-- Provided material follows --
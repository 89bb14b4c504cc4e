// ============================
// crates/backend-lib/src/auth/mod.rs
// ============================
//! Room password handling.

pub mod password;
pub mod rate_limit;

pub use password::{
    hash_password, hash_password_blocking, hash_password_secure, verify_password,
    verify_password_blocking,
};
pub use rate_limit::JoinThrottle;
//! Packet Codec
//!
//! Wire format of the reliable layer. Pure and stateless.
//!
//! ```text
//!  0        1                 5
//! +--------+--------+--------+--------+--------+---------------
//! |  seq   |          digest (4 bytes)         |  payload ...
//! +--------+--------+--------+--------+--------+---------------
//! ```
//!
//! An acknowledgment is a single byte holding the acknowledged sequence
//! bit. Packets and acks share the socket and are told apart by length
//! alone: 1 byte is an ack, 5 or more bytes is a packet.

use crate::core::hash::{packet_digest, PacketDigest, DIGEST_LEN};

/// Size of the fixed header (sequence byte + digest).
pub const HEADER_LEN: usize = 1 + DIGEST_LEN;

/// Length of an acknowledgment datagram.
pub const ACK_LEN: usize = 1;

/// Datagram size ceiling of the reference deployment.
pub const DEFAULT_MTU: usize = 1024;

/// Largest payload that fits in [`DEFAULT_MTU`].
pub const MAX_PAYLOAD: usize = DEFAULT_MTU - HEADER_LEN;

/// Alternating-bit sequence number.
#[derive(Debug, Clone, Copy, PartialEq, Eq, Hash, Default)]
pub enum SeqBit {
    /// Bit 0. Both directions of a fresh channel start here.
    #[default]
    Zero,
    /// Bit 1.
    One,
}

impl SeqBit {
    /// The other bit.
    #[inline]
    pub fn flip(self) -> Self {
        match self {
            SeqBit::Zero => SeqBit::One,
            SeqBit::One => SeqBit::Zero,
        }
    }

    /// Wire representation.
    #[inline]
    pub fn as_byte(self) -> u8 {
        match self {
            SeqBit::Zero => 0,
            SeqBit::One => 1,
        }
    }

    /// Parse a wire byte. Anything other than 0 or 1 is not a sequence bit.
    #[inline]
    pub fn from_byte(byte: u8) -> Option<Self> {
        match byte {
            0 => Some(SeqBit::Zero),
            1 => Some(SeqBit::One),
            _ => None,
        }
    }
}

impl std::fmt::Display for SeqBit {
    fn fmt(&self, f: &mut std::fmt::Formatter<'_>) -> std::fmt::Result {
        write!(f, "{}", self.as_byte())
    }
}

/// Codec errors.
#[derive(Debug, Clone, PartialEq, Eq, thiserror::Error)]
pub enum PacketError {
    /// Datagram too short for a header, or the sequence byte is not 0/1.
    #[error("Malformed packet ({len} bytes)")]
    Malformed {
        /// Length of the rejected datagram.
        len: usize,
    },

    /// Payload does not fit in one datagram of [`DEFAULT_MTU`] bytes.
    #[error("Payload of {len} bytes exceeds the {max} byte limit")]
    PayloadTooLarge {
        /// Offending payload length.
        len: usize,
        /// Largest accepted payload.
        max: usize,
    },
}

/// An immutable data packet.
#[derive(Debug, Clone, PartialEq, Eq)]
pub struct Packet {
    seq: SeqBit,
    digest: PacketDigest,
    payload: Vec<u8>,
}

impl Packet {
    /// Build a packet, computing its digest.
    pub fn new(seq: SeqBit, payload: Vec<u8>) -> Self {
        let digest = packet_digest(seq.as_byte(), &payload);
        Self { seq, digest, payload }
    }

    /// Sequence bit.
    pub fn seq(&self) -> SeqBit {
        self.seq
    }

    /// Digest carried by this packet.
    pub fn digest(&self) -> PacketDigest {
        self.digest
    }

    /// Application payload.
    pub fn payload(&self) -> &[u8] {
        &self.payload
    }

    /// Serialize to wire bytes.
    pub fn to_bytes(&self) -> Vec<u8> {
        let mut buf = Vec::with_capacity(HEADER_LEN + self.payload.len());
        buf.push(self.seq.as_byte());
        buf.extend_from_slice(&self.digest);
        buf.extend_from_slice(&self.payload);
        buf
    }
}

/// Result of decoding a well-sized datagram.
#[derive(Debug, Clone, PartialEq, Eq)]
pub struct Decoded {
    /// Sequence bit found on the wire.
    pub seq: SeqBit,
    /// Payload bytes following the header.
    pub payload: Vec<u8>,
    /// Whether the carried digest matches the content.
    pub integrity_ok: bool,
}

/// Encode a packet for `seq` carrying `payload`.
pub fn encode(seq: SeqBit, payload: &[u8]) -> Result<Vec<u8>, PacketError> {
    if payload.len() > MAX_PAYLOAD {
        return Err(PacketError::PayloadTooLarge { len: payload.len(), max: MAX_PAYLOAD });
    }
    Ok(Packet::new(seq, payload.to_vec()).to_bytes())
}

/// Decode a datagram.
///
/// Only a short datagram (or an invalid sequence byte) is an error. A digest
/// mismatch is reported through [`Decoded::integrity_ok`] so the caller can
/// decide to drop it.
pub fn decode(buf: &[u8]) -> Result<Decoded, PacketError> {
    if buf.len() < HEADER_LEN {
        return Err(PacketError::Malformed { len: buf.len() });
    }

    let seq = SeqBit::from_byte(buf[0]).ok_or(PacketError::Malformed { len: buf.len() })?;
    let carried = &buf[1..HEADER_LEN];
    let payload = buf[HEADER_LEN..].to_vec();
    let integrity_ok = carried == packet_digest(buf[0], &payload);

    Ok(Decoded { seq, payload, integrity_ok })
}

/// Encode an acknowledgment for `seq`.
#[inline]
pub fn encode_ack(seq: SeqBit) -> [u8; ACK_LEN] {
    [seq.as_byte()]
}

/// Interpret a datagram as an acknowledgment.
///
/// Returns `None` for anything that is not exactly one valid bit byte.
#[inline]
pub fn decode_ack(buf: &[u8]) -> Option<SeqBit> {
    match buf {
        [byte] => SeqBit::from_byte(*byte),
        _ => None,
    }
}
-- Provided material concluded --
-- Provided material follows --
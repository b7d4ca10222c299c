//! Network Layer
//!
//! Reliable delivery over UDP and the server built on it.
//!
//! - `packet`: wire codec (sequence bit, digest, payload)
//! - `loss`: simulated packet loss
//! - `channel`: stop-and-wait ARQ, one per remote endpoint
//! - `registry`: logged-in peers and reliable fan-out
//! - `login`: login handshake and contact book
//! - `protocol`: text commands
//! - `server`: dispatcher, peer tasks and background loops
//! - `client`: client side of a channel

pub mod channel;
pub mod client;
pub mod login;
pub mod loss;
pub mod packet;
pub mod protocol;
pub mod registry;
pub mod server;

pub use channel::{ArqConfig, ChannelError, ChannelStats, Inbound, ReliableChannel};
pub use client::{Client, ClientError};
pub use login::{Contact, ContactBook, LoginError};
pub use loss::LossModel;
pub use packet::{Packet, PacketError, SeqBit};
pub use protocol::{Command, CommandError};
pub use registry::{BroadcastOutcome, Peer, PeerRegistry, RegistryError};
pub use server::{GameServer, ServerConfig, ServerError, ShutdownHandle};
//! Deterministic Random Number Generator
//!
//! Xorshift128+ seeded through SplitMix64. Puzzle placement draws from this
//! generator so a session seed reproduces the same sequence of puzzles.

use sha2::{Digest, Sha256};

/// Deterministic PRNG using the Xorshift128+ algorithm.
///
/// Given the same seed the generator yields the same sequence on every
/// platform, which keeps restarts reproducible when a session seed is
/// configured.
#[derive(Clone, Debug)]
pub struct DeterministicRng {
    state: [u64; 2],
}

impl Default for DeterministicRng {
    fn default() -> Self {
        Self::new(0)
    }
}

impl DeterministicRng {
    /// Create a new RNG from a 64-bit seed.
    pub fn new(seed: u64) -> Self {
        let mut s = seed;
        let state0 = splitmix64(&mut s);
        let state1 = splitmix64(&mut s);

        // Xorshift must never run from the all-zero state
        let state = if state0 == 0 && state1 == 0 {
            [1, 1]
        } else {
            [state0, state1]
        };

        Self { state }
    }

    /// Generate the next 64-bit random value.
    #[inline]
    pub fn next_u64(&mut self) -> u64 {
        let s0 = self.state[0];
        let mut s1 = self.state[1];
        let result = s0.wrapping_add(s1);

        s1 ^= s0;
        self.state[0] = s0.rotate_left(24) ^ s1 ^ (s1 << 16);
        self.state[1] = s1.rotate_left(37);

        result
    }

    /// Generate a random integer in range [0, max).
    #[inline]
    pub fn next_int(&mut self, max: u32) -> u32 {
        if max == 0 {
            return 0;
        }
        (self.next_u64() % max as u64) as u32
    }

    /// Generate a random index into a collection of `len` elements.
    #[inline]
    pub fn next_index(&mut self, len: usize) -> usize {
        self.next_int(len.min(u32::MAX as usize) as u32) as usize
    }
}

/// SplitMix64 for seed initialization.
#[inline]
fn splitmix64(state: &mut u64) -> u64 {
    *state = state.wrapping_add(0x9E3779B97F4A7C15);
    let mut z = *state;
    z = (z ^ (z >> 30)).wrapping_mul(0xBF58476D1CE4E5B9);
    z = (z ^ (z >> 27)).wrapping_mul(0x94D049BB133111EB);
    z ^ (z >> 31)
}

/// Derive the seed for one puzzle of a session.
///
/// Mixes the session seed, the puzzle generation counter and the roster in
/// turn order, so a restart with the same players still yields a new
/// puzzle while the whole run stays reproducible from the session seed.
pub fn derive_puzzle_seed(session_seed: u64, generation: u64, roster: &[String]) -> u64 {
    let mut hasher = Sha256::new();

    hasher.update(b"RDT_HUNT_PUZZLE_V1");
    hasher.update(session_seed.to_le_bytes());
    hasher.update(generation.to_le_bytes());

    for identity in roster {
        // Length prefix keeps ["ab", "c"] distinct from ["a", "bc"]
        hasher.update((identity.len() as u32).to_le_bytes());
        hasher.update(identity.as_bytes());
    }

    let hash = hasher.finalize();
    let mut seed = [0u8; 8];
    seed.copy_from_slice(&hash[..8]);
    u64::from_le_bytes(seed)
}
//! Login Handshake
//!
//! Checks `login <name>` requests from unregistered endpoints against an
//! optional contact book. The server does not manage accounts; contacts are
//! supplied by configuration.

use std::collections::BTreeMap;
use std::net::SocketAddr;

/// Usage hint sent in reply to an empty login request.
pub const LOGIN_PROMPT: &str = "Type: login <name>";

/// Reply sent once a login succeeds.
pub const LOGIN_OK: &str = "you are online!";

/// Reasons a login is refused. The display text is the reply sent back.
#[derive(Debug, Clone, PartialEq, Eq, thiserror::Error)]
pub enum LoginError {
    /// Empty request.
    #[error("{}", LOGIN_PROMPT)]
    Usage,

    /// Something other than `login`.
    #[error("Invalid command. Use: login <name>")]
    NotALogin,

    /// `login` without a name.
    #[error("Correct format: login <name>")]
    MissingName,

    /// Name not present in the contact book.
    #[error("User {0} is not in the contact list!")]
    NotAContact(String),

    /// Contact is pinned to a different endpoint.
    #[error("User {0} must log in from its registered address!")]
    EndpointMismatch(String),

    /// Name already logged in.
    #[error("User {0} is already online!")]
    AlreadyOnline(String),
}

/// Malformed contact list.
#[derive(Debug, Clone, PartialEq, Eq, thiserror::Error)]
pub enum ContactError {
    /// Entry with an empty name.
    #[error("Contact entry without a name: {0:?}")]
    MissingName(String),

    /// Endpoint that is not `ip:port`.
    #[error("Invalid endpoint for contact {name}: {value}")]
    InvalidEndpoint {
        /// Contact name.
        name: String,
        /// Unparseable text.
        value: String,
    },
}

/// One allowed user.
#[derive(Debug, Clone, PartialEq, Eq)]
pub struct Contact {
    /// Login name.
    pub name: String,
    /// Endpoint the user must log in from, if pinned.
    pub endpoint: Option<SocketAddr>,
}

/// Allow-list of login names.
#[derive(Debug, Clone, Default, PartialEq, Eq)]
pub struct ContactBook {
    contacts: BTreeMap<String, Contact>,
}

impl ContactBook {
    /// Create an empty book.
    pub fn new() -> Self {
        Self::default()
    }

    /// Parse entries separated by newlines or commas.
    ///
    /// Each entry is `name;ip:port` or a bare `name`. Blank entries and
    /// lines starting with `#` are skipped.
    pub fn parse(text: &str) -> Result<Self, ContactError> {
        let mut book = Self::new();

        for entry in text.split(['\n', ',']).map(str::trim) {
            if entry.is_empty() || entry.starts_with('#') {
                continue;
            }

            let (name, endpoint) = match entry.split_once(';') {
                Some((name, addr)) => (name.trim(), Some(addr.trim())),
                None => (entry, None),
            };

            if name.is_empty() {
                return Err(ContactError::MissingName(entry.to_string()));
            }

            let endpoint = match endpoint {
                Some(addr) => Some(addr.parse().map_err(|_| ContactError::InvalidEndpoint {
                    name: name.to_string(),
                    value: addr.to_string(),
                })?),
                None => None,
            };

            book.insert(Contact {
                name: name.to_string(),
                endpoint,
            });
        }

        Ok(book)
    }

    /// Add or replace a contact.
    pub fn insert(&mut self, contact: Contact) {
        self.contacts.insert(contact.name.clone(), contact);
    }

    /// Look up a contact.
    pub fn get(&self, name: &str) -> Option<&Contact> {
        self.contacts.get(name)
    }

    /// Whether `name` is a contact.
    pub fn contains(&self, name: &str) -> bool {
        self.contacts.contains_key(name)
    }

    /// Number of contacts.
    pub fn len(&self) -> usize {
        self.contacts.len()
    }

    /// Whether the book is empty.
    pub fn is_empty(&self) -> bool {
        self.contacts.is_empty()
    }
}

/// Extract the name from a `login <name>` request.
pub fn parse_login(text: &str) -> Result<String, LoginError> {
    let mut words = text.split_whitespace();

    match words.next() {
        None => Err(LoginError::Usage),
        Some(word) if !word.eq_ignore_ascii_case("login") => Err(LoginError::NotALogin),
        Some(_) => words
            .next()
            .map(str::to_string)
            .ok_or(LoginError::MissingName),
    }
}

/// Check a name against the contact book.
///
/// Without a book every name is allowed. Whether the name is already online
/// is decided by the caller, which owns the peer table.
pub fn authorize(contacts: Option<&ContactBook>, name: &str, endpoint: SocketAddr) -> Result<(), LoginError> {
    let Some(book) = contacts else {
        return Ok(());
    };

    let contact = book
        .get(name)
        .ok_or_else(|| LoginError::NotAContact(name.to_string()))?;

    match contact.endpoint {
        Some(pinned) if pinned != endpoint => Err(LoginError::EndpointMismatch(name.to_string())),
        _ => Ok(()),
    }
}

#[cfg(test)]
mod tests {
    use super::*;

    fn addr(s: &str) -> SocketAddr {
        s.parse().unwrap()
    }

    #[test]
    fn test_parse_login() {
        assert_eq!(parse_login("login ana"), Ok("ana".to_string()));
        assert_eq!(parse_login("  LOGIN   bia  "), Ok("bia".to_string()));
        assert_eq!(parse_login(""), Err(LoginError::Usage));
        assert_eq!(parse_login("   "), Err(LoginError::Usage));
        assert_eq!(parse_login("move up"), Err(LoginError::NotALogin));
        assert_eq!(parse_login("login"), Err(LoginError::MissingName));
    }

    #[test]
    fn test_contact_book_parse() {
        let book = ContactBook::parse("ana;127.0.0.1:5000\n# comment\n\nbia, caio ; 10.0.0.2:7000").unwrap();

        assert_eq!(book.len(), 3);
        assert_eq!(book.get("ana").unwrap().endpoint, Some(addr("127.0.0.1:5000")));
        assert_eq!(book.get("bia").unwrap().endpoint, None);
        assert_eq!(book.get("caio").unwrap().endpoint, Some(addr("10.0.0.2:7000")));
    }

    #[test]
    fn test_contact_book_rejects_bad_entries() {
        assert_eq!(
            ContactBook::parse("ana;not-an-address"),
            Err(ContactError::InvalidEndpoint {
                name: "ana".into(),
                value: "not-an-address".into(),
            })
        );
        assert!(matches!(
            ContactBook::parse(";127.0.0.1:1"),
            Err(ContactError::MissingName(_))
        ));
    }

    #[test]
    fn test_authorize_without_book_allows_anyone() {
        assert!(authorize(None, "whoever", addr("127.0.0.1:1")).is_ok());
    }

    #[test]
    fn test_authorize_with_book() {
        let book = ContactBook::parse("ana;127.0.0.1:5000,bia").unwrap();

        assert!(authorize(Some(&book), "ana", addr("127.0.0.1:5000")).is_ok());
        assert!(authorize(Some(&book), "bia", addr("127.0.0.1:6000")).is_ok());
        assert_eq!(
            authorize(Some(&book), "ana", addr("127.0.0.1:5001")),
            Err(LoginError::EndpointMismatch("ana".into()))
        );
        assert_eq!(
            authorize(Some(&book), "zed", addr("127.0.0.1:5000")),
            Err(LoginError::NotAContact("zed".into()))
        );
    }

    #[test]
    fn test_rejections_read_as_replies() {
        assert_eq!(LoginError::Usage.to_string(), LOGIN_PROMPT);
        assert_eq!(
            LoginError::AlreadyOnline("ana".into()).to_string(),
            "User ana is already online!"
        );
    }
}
-- Provided material concluded --
-- Provided material follows --
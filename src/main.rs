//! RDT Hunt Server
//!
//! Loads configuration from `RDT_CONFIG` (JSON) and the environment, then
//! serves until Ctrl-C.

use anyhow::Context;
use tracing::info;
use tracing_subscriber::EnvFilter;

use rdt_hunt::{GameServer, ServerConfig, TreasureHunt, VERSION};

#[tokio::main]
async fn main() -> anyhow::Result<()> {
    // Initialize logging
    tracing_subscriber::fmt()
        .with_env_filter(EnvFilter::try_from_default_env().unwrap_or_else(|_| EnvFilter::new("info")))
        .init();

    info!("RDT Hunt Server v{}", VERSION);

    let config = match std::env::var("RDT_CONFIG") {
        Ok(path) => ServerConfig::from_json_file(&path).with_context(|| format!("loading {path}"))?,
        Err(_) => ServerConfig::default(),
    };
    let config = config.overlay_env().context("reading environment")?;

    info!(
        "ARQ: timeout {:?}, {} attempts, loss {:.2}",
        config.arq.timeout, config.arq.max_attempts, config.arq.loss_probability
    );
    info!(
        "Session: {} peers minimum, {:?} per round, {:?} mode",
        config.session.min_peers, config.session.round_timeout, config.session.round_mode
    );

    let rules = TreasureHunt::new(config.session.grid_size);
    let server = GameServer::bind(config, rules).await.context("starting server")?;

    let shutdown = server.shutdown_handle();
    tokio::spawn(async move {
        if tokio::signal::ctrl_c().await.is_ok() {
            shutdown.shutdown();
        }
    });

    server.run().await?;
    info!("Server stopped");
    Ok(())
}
-- Provided material concluded --
Work to complete => Give an exact copy of the lines above from the line with "is not 0/1." up to and including the line with "computing its digest.", and leave everything else out.

Output =>
    /// Datagram too short for a header, or the sequence byte is not 0/1.
    #[error("Malformed packet ({len} bytes)")]
    Malformed {
        /// Length of the rejected datagram.
        len: usize,
    },

    /// Payload does not fit in one datagram of [`DEFAULT_MTU`] bytes.
    #[error("Payload of {len} bytes exceeds the {max} byte limit")]
    PayloadTooLarge {
        /// Offending payload length.
        len: usize,
        /// Largest accepted payload.
        max: usize,
    },
}

/// An immutable data packet.
#[derive(Debug, Clone, PartialEq, Eq)]
pub struct Packet {
    seq: SeqBit,
    digest: PacketDigest,
    payload: Vec<u8>,
}

impl Packet {
    /// Build a packet, computing its digest.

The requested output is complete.